2014-11-10 Thread Martín Marqués
2014-11-09 20:31 GMT-03:00 Pete Travis li...@petetravis.com:


 Please file a bug[1] against the documentation you're referencing,
 probably the Power Management Guide?  That will help the guide
 coordinator ensure that the issue is appropriately addressed. Point 1)
 seems especially relevant, that much should be explicitly clear.

Will do so. Just wanted to get some impressions here before filing a bug.

 fwiw, it seems like hibernation is generally falling out of favor these
 days.  I know not everyone has newer systems, but those that do have
 machines that use shockingly little power on suspend, and cold boot
 faster than a resume from hibernate could ever achieve.

I had a Dell laptop a which I bought about 4 years ago. I almost
always suspended it (no hibernation) and when it got to 14 months
(warrant was over) it died (hard die, like in motherboard chip got
fried).

The guy in Dell told me not to suspend the laptop, at least not for
long periods of time, which really surprised me.
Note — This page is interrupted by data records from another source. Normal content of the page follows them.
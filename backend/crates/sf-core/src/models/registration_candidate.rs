//! New-user submission accepted by `POST /register`.

use crate::{
    CoreError, FieldLimits, IdentityRecord, Result as CoreErrorResult, escape_markup,
    escape_optional, validate_image_data_url,
};

use serde::{Deserialize, Serialize};

#[derive(Debug, Clone, PartialEq, Eq, Serialize, Deserialize)]
#[serde(rename_all = "camelCase")]
pub struct RegistrationCandidate {
    #[serde(default)]
    pub first_name: String,
    #[serde(default)]
    pub last_name: String,
    #[serde(default)]
    pub email: String,
    #[serde(default)]
    pub password: String,
    #[serde(default, alias = "contact", skip_serializing_if = "Option::is_none")]
    pub contact_number: Option<String>,
    #[serde(
        default,
        alias = "profilePicture",
        skip_serializing_if = "Option::is_none"
    )]
    pub profile_image: Option<String>,
}

impl RegistrationCandidate {
    /// The attachment is checked first, then the required fields. An empty
    /// attachment counts as absent.
    ///
    /// Run on the `escaped` copy so the limits hold for the stored text.
    #[track_caller]
    pub fn validate(&self, limits: &FieldLimits) -> CoreErrorResult<()> {
        if let Some(image) = self.profile_image.as_deref().filter(|s| !s.is_empty()) {
            validate_image_data_url(image, limits.max_image_bytes)?;
        }

        limits.validate_identity_fields(
            &self.first_name,
            &self.last_name,
            &self.email,
            self.contact_number.as_deref(),
        )?;

        if self.password.is_empty() {
            return Err(CoreError::field("password", "password is required"));
        }

        Ok(())
    }

    /// Copy with text fields escaped; the password is passed through untouched
    pub fn escaped(&self) -> Self {
        Self {
            first_name: escape_markup(&self.first_name),
            last_name: escape_markup(&self.last_name),
            email: escape_markup(&self.email),
            password: self.password.clone(),
            contact_number: escape_optional(self.contact_number.as_deref()),
            profile_image: self.profile_image.clone().filter(|s| !s.is_empty()),
        }
    }

    /// Build the record to persist from an already-hashed credential
    pub fn into_record(self, credential_hash: String) -> IdentityRecord {
        let mut record =
            IdentityRecord::new(self.first_name, self.last_name, self.email, credential_hash);
        record.contact_number = self.contact_number;
        record.profile_image = self.profile_image;
        record
    }
}
pub mod attachment;
pub mod error;
pub mod field_limits;
pub mod models;
pub mod sanitize;


pub use attachment::{encode_image_data_url, validate_image_data_url};
pub use error::{CoreError, Result};
pub use field_limits::FieldLimits;
pub use models::identity_record::IdentityRecord;
pub use models::profile::Profile;
pub use models::profile_draft::ProfileDraft;
pub use models::registration_candidate::RegistrationCandidate;
pub use sanitize::{escape_markup, escape_optional};

/// Default maximum length for first/last names
pub const DEFAULT_MAX_NAME_LENGTH: usize = 100;
/// Default maximum length for an email address
pub const DEFAULT_MAX_EMAIL_LENGTH: usize = 254;
/// Default maximum length for a contact number
pub const DEFAULT_MAX_CONTACT_LENGTH: usize = 32;
/// Default maximum decoded size of a profile image (2 MiB)
pub const DEFAULT_MAX_IMAGE_BYTES: usize = 2 * 1024 * 1024;
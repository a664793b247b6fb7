use sf_auth::CredentialHasher;
use sf_core::FieldLimits;

use std::sync::Arc;

use sqlx::SqlitePool;

/// Shared handler state
#[derive(Clone)]
pub struct AppState {
    pub pool: SqlitePool,
    pub hasher: Arc<CredentialHasher>,
    pub limits: FieldLimits,
}
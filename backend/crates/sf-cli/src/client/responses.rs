use serde::Deserialize;

/// `data` of a successful registration
#[derive(Debug, Clone, PartialEq, Eq, Deserialize)]
pub struct RegisterAck {
    pub id: String,
    pub email: String,
}

#[derive(Debug, Deserialize)]
pub(crate) struct RegisterEnvelope {
    pub(crate) data: RegisterAck,
}

/// Body of a successful profile save
#[derive(Debug, Clone, PartialEq, Eq, Deserialize)]
#[serde(rename_all = "camelCase")]
pub struct SaveOutcome {
    pub message: String,
    #[serde(default)]
    pub credential_changed: bool,
}

/// Failure envelope shared by every endpoint
#[derive(Debug, Deserialize)]
pub(crate) struct ErrorEnvelope {
    pub(crate) message: String,
    #[serde(default)]
    pub(crate) code: Option<String>,
    #[serde(default)]
    pub(crate) field: Option<String>,
}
About cold boot, well even if the cold boot is fast, there is lots of
things I need to get starting before I start to work (ssh keys, login
to monitoring systems, etc) which make a cold boot extremely tiresome.

 On point 3, one would hope that resuming from hibernate didn't require
 you to manually edit the grub configs every time :)  I'm not well versed
 in the area, but it smells like at least one bug/deficiency  from here.

This looks like a kernel bug, as you can specify a boot partition
using UUID, so why not the one to resume from.

 [1]
 http://docs.fedoraproject.org/en-US/Fedora/20/html/Power_Management_Guide/pr01s02.html

Thanks.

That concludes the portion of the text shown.